- TASK DESCRIPTION -
Reproduce exactly, and only, the lines running from the start of the entries below to the line containing "millis since epoch)".

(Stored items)
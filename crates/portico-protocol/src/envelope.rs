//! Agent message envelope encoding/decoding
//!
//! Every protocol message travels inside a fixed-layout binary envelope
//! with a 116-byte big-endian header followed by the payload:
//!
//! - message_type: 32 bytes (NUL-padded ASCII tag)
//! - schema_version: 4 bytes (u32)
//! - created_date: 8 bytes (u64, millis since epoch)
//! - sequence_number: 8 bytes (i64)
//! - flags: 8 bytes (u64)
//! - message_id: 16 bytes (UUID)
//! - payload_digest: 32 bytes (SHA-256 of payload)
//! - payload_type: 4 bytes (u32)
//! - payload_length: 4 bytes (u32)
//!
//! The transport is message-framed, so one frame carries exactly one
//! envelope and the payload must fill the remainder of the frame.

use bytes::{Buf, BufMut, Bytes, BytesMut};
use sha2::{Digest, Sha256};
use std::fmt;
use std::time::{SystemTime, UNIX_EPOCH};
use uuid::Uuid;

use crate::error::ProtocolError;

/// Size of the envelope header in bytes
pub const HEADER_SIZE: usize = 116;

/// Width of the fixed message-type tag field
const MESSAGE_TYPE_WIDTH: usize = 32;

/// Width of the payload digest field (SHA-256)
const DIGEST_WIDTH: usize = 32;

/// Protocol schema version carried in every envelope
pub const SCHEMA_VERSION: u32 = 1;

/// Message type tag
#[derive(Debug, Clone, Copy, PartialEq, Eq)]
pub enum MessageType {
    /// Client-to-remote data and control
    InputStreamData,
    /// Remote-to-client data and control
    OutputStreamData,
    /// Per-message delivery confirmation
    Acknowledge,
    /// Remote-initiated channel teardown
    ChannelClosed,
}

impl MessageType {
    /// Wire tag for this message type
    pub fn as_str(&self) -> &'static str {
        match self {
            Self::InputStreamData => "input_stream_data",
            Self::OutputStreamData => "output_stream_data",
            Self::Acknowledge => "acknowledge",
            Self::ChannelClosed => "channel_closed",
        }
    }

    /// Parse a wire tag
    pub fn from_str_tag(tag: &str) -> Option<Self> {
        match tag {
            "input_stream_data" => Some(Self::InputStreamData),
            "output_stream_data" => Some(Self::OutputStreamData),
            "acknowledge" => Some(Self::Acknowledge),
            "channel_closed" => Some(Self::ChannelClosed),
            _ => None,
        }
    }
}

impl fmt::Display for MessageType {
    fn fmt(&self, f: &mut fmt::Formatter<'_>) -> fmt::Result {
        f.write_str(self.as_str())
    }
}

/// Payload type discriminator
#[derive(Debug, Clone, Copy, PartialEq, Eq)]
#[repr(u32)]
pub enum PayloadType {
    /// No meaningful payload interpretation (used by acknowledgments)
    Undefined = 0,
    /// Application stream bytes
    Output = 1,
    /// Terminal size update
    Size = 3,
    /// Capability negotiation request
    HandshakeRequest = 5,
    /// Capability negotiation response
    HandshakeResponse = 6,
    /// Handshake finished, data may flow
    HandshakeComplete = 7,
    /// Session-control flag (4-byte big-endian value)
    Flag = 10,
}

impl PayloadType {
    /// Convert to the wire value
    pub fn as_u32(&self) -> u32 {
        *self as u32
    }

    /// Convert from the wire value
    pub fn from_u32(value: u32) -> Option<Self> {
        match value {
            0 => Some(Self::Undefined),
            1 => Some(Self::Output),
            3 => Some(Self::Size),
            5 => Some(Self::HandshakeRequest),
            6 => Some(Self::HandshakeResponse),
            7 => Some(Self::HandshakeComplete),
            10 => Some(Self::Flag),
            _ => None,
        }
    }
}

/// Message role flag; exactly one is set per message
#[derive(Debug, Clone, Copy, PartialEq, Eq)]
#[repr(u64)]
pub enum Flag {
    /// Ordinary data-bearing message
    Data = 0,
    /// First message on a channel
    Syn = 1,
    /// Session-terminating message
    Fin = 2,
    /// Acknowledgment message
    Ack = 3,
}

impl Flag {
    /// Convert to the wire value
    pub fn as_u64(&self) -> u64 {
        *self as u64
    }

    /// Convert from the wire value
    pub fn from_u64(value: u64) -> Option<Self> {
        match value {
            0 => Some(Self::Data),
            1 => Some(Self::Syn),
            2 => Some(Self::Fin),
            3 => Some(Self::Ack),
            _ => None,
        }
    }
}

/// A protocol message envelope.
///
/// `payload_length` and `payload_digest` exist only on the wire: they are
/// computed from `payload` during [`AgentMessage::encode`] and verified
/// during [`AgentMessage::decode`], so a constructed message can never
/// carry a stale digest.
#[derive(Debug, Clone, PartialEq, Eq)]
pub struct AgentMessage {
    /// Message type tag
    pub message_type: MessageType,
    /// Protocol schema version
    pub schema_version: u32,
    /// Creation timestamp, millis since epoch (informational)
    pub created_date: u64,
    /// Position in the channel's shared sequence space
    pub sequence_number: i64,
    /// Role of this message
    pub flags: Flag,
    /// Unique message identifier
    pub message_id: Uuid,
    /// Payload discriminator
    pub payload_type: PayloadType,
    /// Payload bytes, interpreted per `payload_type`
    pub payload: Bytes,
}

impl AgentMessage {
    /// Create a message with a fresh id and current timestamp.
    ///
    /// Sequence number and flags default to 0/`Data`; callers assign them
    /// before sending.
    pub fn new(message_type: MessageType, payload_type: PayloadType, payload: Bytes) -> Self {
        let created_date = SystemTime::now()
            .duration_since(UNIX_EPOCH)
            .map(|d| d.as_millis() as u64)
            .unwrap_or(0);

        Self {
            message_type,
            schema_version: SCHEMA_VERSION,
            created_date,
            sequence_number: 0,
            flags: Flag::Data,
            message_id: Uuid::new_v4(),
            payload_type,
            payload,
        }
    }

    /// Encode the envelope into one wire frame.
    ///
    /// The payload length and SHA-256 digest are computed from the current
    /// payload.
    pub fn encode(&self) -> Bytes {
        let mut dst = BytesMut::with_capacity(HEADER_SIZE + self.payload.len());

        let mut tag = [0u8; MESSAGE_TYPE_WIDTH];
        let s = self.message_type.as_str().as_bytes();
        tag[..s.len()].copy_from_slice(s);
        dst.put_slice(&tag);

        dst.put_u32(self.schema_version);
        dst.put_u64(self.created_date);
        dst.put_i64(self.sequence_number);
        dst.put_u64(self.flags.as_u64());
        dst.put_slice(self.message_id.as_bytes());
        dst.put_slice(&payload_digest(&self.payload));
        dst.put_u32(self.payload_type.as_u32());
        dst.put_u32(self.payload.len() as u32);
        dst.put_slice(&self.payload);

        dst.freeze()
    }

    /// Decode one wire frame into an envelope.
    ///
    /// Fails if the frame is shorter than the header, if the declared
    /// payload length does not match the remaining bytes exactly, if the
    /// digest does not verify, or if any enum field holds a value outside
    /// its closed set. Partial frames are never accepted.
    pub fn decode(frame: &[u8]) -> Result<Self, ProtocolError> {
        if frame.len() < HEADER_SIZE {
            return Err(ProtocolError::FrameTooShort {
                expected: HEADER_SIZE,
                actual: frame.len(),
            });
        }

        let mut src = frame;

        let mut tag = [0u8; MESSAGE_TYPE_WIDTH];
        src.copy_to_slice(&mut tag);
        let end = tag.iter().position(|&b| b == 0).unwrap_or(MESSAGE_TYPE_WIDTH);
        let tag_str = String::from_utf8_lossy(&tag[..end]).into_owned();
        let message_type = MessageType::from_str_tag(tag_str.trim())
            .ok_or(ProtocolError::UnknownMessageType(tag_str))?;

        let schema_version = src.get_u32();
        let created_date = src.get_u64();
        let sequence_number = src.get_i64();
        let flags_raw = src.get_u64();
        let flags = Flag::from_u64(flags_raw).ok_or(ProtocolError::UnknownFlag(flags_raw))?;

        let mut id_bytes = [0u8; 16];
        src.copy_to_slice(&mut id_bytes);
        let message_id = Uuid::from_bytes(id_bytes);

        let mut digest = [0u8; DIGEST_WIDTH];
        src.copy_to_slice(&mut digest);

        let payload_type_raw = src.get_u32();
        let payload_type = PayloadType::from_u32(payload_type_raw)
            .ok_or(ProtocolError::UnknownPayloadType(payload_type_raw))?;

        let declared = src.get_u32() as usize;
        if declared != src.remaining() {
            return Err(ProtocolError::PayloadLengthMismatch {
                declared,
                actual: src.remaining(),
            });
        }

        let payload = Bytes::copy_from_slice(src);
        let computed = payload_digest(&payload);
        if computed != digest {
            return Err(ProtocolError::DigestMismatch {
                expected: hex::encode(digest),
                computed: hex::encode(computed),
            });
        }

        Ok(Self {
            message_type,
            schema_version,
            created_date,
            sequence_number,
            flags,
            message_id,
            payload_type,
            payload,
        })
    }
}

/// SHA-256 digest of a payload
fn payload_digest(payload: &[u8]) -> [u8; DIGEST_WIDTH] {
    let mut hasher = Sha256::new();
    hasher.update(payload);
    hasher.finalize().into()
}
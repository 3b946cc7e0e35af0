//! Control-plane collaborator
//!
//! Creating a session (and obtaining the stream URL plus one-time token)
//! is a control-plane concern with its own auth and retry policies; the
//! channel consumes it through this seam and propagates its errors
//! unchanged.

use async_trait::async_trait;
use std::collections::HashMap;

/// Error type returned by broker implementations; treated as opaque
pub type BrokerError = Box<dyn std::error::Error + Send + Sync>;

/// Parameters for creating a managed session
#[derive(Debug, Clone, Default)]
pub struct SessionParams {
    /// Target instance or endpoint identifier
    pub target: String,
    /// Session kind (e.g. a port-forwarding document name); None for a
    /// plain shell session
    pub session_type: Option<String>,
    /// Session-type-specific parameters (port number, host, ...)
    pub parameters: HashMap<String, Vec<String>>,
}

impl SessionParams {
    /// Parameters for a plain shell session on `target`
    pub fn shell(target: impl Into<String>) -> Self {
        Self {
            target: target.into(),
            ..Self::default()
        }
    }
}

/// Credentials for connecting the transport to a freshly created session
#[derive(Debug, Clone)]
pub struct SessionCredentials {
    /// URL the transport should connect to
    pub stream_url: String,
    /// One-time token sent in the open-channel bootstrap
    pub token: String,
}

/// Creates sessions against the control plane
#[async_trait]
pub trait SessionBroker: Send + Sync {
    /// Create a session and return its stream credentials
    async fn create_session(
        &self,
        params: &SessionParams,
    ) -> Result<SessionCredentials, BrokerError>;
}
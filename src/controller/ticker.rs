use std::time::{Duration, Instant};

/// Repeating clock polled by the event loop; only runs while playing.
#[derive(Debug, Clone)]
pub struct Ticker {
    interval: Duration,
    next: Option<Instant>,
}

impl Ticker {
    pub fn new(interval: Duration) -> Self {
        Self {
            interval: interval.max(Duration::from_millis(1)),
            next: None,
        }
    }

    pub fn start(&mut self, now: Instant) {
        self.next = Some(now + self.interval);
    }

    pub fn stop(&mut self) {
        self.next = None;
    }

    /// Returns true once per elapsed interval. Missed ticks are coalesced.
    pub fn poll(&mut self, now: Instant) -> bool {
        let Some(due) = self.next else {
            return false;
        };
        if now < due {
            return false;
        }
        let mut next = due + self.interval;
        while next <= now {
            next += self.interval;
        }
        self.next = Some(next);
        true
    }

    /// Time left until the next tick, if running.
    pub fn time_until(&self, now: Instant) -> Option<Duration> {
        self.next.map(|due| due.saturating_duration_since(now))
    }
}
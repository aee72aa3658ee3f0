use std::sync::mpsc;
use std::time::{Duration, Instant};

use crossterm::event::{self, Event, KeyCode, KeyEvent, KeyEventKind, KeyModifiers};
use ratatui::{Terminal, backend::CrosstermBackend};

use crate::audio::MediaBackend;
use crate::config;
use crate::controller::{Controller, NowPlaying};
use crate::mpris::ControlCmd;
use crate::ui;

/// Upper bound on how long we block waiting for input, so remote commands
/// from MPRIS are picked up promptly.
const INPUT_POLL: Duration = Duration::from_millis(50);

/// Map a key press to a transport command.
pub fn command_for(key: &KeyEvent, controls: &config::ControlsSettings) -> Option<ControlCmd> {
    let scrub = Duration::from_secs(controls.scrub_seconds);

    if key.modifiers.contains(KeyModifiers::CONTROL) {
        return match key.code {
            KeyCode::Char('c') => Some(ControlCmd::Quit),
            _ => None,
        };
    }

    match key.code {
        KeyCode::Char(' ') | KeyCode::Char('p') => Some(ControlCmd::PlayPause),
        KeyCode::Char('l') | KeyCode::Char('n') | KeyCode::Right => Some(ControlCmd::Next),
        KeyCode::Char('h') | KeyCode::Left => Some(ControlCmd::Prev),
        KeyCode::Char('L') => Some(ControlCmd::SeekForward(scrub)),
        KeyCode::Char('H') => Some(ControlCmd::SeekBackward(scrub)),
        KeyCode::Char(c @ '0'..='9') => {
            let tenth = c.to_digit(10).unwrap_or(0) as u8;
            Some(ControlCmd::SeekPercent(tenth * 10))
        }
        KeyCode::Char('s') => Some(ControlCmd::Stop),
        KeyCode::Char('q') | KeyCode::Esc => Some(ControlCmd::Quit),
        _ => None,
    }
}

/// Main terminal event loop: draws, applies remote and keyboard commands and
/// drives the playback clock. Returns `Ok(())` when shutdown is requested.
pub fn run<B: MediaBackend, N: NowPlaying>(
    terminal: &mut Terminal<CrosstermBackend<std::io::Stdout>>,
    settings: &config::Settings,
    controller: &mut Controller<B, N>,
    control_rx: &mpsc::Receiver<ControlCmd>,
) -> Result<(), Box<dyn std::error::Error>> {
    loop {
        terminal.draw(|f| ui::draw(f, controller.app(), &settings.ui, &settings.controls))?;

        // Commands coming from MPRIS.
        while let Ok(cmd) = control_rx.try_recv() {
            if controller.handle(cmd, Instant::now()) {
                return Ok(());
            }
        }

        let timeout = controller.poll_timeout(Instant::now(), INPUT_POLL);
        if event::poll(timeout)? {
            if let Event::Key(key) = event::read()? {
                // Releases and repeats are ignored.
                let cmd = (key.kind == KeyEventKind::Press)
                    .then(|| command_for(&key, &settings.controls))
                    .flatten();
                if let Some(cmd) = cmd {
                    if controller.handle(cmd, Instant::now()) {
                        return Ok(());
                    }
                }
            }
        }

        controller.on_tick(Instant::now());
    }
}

- ANSWER SECTION -
filename crates/portico-protocol/src/envelope.rs
//! Agent message envelope encoding/decoding
//!
//! Every protocol message travels inside a fixed-layout binary envelope
//! with a 116-byte big-endian header followed by the payload:
//!
//! - message_type: 32 bytes (NUL-padded ASCII tag)
//! - schema_version: 4 bytes (u32)
//! - created_date: 8 bytes (u64, millis since epoch)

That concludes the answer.